*** Begin section ***

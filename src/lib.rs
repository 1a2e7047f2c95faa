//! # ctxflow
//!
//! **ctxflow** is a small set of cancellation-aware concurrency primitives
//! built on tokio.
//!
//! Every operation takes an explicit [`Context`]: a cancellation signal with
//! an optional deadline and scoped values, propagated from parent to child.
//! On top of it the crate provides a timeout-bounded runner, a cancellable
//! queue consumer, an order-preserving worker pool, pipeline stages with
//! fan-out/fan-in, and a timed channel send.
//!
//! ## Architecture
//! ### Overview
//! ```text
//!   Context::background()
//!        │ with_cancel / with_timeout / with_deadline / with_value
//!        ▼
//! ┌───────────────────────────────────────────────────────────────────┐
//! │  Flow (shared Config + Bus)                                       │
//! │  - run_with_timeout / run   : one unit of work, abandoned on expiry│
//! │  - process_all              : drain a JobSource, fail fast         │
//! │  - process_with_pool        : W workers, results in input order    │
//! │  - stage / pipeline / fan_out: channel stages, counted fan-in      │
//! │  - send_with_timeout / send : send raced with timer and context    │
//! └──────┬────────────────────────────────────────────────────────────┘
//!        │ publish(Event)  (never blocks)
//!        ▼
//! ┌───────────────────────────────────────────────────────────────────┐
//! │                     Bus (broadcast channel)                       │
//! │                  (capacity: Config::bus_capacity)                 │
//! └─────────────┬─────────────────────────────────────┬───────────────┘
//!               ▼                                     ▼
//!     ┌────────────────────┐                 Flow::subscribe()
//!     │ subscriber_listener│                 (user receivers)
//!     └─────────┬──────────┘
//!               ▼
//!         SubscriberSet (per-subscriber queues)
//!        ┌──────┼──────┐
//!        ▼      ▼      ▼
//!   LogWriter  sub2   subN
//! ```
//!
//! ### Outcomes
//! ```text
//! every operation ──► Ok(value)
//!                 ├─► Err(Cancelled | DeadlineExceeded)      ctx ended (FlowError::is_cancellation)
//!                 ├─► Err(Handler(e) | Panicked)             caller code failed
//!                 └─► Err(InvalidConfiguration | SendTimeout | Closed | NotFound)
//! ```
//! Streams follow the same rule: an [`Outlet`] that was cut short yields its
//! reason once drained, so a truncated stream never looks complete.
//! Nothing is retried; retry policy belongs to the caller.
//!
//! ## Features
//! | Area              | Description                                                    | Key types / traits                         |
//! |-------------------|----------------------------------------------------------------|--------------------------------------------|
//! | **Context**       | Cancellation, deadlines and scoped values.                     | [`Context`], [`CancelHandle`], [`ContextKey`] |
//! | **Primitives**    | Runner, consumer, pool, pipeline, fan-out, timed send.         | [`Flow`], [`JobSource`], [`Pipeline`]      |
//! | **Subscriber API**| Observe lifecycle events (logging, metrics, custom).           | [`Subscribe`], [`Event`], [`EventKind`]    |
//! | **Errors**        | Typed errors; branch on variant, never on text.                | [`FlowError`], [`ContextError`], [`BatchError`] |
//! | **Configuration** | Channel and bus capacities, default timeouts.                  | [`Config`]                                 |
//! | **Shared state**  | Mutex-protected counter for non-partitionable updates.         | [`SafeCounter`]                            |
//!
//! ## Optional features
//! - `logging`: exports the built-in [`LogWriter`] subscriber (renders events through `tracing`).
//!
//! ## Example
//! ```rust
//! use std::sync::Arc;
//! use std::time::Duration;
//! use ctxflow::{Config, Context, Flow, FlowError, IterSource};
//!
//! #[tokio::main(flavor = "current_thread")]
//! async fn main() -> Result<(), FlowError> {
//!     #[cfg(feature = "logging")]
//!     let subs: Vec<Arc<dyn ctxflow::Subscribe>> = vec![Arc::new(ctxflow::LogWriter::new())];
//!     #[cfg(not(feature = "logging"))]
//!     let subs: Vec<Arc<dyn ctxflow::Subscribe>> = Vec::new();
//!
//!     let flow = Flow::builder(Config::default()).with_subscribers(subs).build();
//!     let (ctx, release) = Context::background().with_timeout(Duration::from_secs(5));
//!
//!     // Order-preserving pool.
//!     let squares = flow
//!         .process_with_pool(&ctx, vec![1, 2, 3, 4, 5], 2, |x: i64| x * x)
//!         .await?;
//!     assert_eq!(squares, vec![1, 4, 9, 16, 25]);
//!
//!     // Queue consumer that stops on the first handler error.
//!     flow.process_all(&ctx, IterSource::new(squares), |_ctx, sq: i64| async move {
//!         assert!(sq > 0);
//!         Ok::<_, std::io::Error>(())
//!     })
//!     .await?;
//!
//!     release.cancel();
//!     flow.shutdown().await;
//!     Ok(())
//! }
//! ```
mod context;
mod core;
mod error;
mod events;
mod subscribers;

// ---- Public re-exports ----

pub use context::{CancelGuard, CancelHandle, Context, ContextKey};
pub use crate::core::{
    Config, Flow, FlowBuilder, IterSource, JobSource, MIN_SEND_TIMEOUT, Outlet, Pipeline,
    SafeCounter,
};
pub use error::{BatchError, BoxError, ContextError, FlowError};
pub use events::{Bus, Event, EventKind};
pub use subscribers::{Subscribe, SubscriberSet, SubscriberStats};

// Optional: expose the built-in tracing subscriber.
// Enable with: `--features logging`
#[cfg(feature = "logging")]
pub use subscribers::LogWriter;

*** End section ***

**Activity**: Give back exactly the material above from its opening line to the line bearing "runner, a cancellable".

**Response area**:
filename src/lib.rs
repository 1a2e7047f2c95faa
//! # ctxflow
//!
//! **ctxflow** is a small set of cancellation-aware concurrency primitives
//! built on tokio.
//!
//! Every operation takes an explicit [`Context`]: a cancellation signal with
//! an optional deadline and scoped values, propagated from parent to child.
//! On top of it the crate provides a timeout-bounded runner, a cancellable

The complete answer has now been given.